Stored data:
**********

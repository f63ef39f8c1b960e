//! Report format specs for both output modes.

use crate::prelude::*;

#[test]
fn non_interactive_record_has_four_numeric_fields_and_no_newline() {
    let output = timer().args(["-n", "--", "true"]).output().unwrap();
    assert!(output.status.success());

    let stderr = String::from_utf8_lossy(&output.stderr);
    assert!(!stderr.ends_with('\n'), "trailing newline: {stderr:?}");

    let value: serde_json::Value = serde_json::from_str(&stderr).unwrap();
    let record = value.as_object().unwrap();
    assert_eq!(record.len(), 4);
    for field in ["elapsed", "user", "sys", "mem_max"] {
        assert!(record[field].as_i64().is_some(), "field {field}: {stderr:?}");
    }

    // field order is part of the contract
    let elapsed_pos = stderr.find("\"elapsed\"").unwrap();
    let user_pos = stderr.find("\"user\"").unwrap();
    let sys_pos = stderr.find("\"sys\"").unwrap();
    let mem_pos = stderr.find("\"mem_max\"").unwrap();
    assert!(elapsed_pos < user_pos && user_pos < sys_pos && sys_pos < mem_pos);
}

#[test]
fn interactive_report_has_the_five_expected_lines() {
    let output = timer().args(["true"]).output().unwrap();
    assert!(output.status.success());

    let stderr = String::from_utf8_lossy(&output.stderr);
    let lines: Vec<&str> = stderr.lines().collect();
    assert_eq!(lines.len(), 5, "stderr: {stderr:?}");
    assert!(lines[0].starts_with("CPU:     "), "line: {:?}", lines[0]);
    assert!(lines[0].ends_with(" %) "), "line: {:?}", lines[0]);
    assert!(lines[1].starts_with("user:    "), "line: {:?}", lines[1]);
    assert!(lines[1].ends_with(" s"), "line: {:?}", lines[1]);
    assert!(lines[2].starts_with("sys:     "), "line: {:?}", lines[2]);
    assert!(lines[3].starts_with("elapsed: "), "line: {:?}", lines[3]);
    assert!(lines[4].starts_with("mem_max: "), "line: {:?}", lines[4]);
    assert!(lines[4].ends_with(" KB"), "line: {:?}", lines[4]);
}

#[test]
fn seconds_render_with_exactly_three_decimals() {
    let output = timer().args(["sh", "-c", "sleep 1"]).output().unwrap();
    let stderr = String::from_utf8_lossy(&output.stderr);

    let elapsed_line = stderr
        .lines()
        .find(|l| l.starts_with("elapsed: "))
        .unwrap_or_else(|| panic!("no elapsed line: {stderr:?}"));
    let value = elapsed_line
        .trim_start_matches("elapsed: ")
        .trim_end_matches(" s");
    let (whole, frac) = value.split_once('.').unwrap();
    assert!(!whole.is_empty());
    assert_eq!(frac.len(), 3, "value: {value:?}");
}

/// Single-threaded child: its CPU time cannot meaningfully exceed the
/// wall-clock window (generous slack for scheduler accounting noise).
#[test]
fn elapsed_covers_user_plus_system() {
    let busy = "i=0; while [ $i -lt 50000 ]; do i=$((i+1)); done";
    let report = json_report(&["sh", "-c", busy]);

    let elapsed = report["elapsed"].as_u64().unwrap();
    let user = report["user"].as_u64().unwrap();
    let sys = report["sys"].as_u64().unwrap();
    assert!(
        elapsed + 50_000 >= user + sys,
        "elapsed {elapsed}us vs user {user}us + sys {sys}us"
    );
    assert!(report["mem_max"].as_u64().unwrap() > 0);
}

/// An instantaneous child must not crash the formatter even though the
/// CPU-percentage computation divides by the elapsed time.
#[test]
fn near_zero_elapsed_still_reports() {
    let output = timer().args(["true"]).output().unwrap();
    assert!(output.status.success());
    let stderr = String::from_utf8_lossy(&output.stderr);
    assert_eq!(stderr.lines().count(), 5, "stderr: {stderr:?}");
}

**********

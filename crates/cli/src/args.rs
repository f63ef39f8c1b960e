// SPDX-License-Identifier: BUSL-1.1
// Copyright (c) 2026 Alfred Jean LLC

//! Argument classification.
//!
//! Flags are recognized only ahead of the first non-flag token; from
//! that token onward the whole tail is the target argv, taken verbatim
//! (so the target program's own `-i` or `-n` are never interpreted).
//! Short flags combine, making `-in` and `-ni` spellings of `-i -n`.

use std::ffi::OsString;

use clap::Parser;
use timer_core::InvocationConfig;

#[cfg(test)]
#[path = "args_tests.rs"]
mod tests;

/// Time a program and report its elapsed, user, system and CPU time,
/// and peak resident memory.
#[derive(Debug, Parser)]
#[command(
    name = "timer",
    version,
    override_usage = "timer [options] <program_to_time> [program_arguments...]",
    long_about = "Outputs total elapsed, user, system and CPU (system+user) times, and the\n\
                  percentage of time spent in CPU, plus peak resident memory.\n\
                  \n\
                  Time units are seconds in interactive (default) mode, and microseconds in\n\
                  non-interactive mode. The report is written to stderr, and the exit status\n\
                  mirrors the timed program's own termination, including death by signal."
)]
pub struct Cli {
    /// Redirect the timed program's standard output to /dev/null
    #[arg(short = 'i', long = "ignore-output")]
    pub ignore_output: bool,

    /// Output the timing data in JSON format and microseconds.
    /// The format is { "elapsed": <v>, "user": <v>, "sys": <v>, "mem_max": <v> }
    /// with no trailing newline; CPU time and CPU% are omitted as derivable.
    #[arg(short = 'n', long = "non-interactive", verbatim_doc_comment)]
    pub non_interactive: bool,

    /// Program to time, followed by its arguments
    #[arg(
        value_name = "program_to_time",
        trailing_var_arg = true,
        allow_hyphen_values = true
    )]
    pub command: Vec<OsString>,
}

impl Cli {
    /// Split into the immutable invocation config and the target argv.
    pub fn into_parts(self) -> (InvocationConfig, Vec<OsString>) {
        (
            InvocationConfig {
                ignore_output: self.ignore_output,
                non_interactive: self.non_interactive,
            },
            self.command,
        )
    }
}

**********

Directions:
Lines with the word "frac" in them are the answer; report each one from the data.

Solution below:
    let (whole, frac) = value.split_once('.').unwrap();
    assert_eq!(frac.len(), 3, "value: {value:?}");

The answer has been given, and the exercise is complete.